HTTP URL Address Encoding in Java

Question

My Java standalone application gets a URL (which points to a file) from the user and I need to hit it and download it. The problem I am facing is that I am not able to encod

Answer 1

I read the previous answers to write my own method because I could not have something properly working using the solution of the previous answers, it looks good for me but if you can find URL that does not work with this, please let me know.

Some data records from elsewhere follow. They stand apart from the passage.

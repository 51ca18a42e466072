/// Matchmaking search controller.
///
/// Drives the daily-match lifecycle: join the queue over REST, keep it warm
/// with heartbeats, and watch the server push stream for state changes and
/// the match itself. Starting is idempotent and cancelling leaves the queue
/// exactly once; a found match tears the search down without leaving, since
/// the server already removed us.
use crate::auth::CredentialStore;
use crate::config::Config;
use crate::error::{Result, SparkError};
use crate::http::Api;
use crate::match_cache::MatchCache;
use crate::sse::{SearchStream, SseEvent};
use crate::types::{HeartbeatPayload, MatchPayload, SearchStatePayload, SearchStatus};
use chrono::{DateTime, Utc};
use std::sync::atomic::{AtomicBool, Ordering};
use std::sync::Arc;
use std::time::Duration;
use tokio::sync::{mpsc, watch, Mutex};
use tokio::time::{interval, MissedTickBehavior};
use tokio_util::sync::CancellationToken;
use tracing::{debug, info, warn};

/// Event names carried by the matchmaking stream
pub mod stream_events {
    pub const SEARCH_STATE: &str = "search_state";
    pub const HEARTBEAT: &str = "heartbeat";
    pub const MATCH_FOUND: &str = "match_found";
}

/// Coarse lifecycle phase of the search
#[derive(Debug, Clone, Copy, PartialEq, Eq)]
pub enum SearchPhase {
    Idle,
    Starting,
    Searching,
    Matched,
}

/// Observable search state
#[derive(Debug, Clone, PartialEq)]
pub struct SearchSnapshot {
    pub phase: SearchPhase,
    pub status: SearchStatus,
    pub queued_at: Option<DateTime<Utc>>,
    /// Liveness derived from the most recent heartbeat outcome
    pub online: bool,
    pub last_heartbeat_at: Option<DateTime<Utc>>,
}

impl Default for SearchSnapshot {
    fn default() -> Self {
        Self {
            phase: SearchPhase::Idle,
            status: SearchStatus::Idle,
            queued_at: None,
            online: false,
            last_heartbeat_at: None,
        }
    }
}

pub struct SearchController {
    inner: Arc<SearchInner>,
}

struct SearchInner {
    api: Arc<dyn Api>,
    stream: Arc<dyn SearchStream>,
    credentials: CredentialStore,
    matches: MatchCache,
    heartbeat_interval: Duration,
    searching: AtomicBool,
    state_tx: watch::Sender<SearchSnapshot>,
    active: Mutex<Option<ActiveSearch>>,
}

struct ActiveSearch {
    cancel: CancellationToken,
}

impl SearchController {
    pub fn new(
        api: Arc<dyn Api>,
        stream: Arc<dyn SearchStream>,
        credentials: CredentialStore,
        matches: MatchCache,
        config: &Config,
    ) -> Self {
        let (state_tx, _) = watch::channel(SearchSnapshot::default());
        Self {
            inner: Arc::new(SearchInner {
                api,
                stream,
                credentials,
                matches,
                heartbeat_interval: config.heartbeat_interval,
                searching: AtomicBool::new(false),
                state_tx,
                active: Mutex::new(None),
            }),
        }
    }

    /// Begin searching. Idempotent: a second call while a search is live is
    /// a no-op, so the queue is joined at most once.
    pub async fn start(&self) -> Result<()> {
        let inner = &self.inner;
        if inner.searching.swap(true, Ordering::SeqCst) {
            debug!("search already in progress");
            return Ok(());
        }

        let token = match inner.credentials.token() {
            Some(token) => token,
            None => {
                inner.searching.store(false, Ordering::SeqCst);
                return Err(SparkError::Auth("sign in before searching".to_string()));
            }
        };
        inner.state_tx.send_modify(|s| s.phase = SearchPhase::Starting);

        if let Err(e) = inner.api.join_queue().await {
            inner.reset();
            return Err(e);
        }

        // First liveness signal right away; heartbeat failures never abort
        // a search, they only risk the server timing us out
        inner.record_heartbeat(inner.api.heartbeat().await);

        let cancel = CancellationToken::new();
        let events = match inner.stream.open(&token, cancel.child_token()).await {
            Ok(events) => events,
            Err(e) => {
                cancel.cancel();
                if let Err(leave_err) = inner.api.leave_queue().await {
                    warn!("failed to leave queue after stream error: {}", leave_err);
                }
                inner.reset();
                return Err(e);
            }
        };

        inner.state_tx.send_modify(|s| {
            s.phase = SearchPhase::Searching;
            s.status = SearchStatus::Queued;
            s.queued_at = Some(Utc::now());
        });

        // Install the active slot before the tasks run, so an instant
        // match_found can consume it
        *inner.active.lock().await = Some(ActiveSearch {
            cancel: cancel.clone(),
        });
        spawn_heartbeat(inner.clone(), cancel.clone());
        spawn_listener(inner.clone(), events, cancel);
        info!("matchmaking search started");
        Ok(())
    }

    /// Abandon an active search. Stops the heartbeat and stream, then leaves
    /// the queue once. No-op when nothing is active (including after a match),
    /// and the leave is skipped when the server already dequeued us.
    pub async fn cancel(&self) {
        let active = self.inner.active.lock().await.take();
        let Some(active) = active else {
            debug!("no active search to cancel");
            return;
        };
        active.cancel.cancel();
        let was_queued = self.inner.searching.swap(false, Ordering::SeqCst);
        self.inner.state_tx.send_replace(SearchSnapshot::default());
        if was_queued {
            if let Err(e) = self.inner.api.leave_queue().await {
                warn!("failed to leave matchmaking queue: {}", e);
            }
        }
        info!("matchmaking search cancelled");
    }

    pub fn subscribe(&self) -> watch::Receiver<SearchSnapshot> {
        self.inner.state_tx.subscribe()
    }

    pub fn snapshot(&self) -> SearchSnapshot {
        self.inner.state_tx.borrow().clone()
    }

    pub fn is_searching(&self) -> bool {
        self.inner.searching.load(Ordering::SeqCst)
    }
}

impl Drop for SearchController {
    fn drop(&mut self) {
        if let Ok(mut active) = self.inner.active.try_lock() {
            if let Some(active) = active.take() {
                active.cancel.cancel();
                // Best-effort leave so the server does not keep a ghost
                // queue entry until its own timeout
                if self.inner.searching.swap(false, Ordering::SeqCst) {
                    if let Ok(handle) = tokio::runtime::Handle::try_current() {
                        let api = self.inner.api.clone();
                        handle.spawn(async move {
                            if let Err(e) = api.leave_queue().await {
                                debug!("leave queue on teardown failed: {}", e);
                            }
                        });
                    }
                }
            }
        }
    }
}

impl SearchInner {
    fn reset(&self) {
        self.searching.store(false, Ordering::SeqCst);
        self.state_tx.send_replace(SearchSnapshot::default());
    }

    fn record_heartbeat(&self, outcome: Result<()>) {
        match outcome {
            Ok(()) => self.state_tx.send_modify(|s| s.online = true),
            Err(e) => {
                warn!("matchmaking heartbeat failed: {}", e);
                self.state_tx.send_modify(|s| s.online = false);
            }
        }
    }
}

fn spawn_heartbeat(inner: Arc<SearchInner>, cancel: CancellationToken) {
    tokio::spawn(async move {
        let mut ticker = interval(inner.heartbeat_interval);
        ticker.set_missed_tick_behavior(MissedTickBehavior::Skip);
        // The interval fires immediately; the first beat already went out
        ticker.tick().await;
        loop {
            tokio::select! {
                _ = cancel.cancelled() => break,
                _ = ticker.tick() => {
                    inner.record_heartbeat(inner.api.heartbeat().await);
                }
            }
        }
    });
}

fn spawn_listener(
    inner: Arc<SearchInner>,
    mut events: mpsc::Receiver<SseEvent>,
    cancel: CancellationToken,
) {
    tokio::spawn(async move {
        loop {
            let event = tokio::select! {
                _ = cancel.cancelled() => break,
                event = events.recv() => match event {
                    Some(event) => event,
                    None => {
                        if inner.searching.swap(false, Ordering::SeqCst) {
                            warn!("search stream ended unexpectedly");
                            inner.state_tx.send_replace(SearchSnapshot::default());
                        }
                        inner.active.lock().await.take();
                        cancel.cancel();
                        break;
                    }
                },
            };
            if handle_event(&inner, &cancel, event).await {
                break;
            }
        }
    });
}

/// Handle one stream event; returns true when the search is over.
/// Malformed payloads are logged and dropped, the stream keeps going.
async fn handle_event(inner: &Arc<SearchInner>, cancel: &CancellationToken, event: SseEvent) -> bool {
    match event.event.as_str() {
        stream_events::SEARCH_STATE => {
            match serde_json::from_str::<SearchStatePayload>(&event.data) {
                Ok(payload) => {
                    debug!("search state: {:?}", payload.status);
                    // An idle status means the server dequeued us; the flag
                    // and phase clear but the stream stays open for what
                    // comes next
                    let queued = payload.status != SearchStatus::Idle;
                    inner.searching.store(queued, Ordering::SeqCst);
                    inner.state_tx.send_modify(|s| {
                        s.status = payload.status.clone();
                        s.phase = if queued {
                            SearchPhase::Searching
                        } else {
                            SearchPhase::Idle
                        };
                        if payload.queued_at.is_some() {
                            s.queued_at = payload.queued_at;
                        } else if !queued {
                            s.queued_at = None;
                        }
                    });
                }
                Err(e) => warn!("dropping malformed search_state payload: {}", e),
            }
            false
        }
        stream_events::HEARTBEAT => {
            match serde_json::from_str::<HeartbeatPayload>(&event.data) {
                Ok(payload) => {
                    let at = payload.timestamp.unwrap_or_else(Utc::now);
                    inner.state_tx.send_modify(|s| s.last_heartbeat_at = Some(at));
                }
                Err(e) => warn!("dropping malformed heartbeat payload: {}", e),
            }
            false
        }
        stream_events::MATCH_FOUND => match serde_json::from_str::<MatchPayload>(&event.data) {
            Ok(payload) => {
                info!("match found: {}", payload.match_id);
                if let Err(e) = inner.matches.publish(&payload) {
                    warn!("failed to persist match: {}", e);
                }
                inner.searching.store(false, Ordering::SeqCst);
                inner.state_tx.send_modify(|s| {
                    s.phase = SearchPhase::Matched;
                    s.status = SearchStatus::Matched;
                });
                // The match already removed us from the queue server-side,
                // so there is no leave_queue here
                inner.active.lock().await.take();
                cancel.cancel();
                true
            }
            Err(e) => {
                warn!("dropping malformed match payload: {}", e);
                false
            }
        },
        other => {
            debug!("ignoring stream event {}", other);
            false
        }
    }
}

public static URL convertToURLEscapingIllegalCharacters(String toEscape) throws MalformedURLException, URISyntaxException {
            URL url = new URL(toEscape);
            URI uri = new URI(url.getProtocol(), url.getUserInfo(), url.getHost(), url.getPort(), url.getPath(), url.getQuery(), url.getRef());
            //if a % is included in the toEscape string, it will be re-encoded to %25 and we don't want re-encoding, just encoding
            return new URL(uri.toString().replace("%25", "%"));
}

Answer 2

I took the content above and changed it around a bit. I like positive logic first, and I thought a HashSet might give better performance than some other options, like searching through a String. Although, I'm not sure if the autoboxing penalty is worth it, but if the compiler optimizes for ASCII chars, then the cost of boxing will be low.

/***
 * Replaces any character not specifically unreserved to an equivalent 
 * percent sequence.
 * @param s
 * @return
 */
public static String encodeURIcomponent(String s)
{
    StringBuilder o = new StringBuilder();
    for (char ch : s.toCharArray()) {
        if (isSafe(ch)) {
            o.append(ch);
        }
        else {
            o.append('%');
            o.append(toHex(ch / 16));
            o.append(toHex(ch % 16));
        }
    }
    return o.toString();
}

private static char toHex(int ch)
{
    return (char)(ch < 10 ? '0' + ch : 'A' + ch - 10);
}

// https://tools.ietf.org/html/rfc3986#section-2.3
public static final HashSet<Character> UnreservedChars = new HashSet<Character>(Arrays.asList(
        'A','B','C','D','E','F','G','H','I','J','K','L','M','N','O','P','Q','R','S','T','U','V','W','X','Y','Z',
        'a','b','c','d','e','f','g','h','i','j','k','l','m','n','o','p','q','r','s','t','u','v','w','x','y','z',
        '0','1','2','3','4','5','6','7','8','9',
        '-','_','.','~'));
public static boolean isSafe(char ch)
{
    return UnreservedChars.contains(ch);
}

Answer 3

a solution i developed and much more stable than any other:

public class URLParamEncoder {

    public static String encode(String input) {
        StringBuilder resultStr = new StringBuilder();
        for (char ch : input.toCharArray()) {
            if (isUnsafe(ch)) {
                resultStr.append('%');
                resultStr.append(toHex(ch / 16));
                resultStr.append(toHex(ch % 16));
            } else {
                resultStr.append(ch);
            }
        }
        return resultStr.toString();
    }

    private static char toHex(int ch) {
        return (char) (ch < 10 ? '0' + ch : 'A' + ch - 10);
    }

    private static boolean isUnsafe(char ch) {
        if (ch > 128 || ch < 0)
            return true;
        return " %$&+,/:;=?@<>#%".indexOf(ch) >= 0;
    }

}

Answer 4

How about:

public String UrlEncode(String in_) {

String retVal = "";

try {
    retVal = URLEncoder.encode(in_, "UTF8");
} catch (UnsupportedEncodingException ex) {
    Log.get().exception(Log.Level.Error, "urlEncode ", ex);
}

return retVal;

}

Answer 5

This is more of a note than an answer. For the above, commons http client URIUtil is still the most convenient and straightforward method to encode different parts of an URI. Unfortunately it is deprecated, the reason cannot be immediately ascertained. Though URIUtil may not cover all the corner cases, it is still the most uncomplicated approach.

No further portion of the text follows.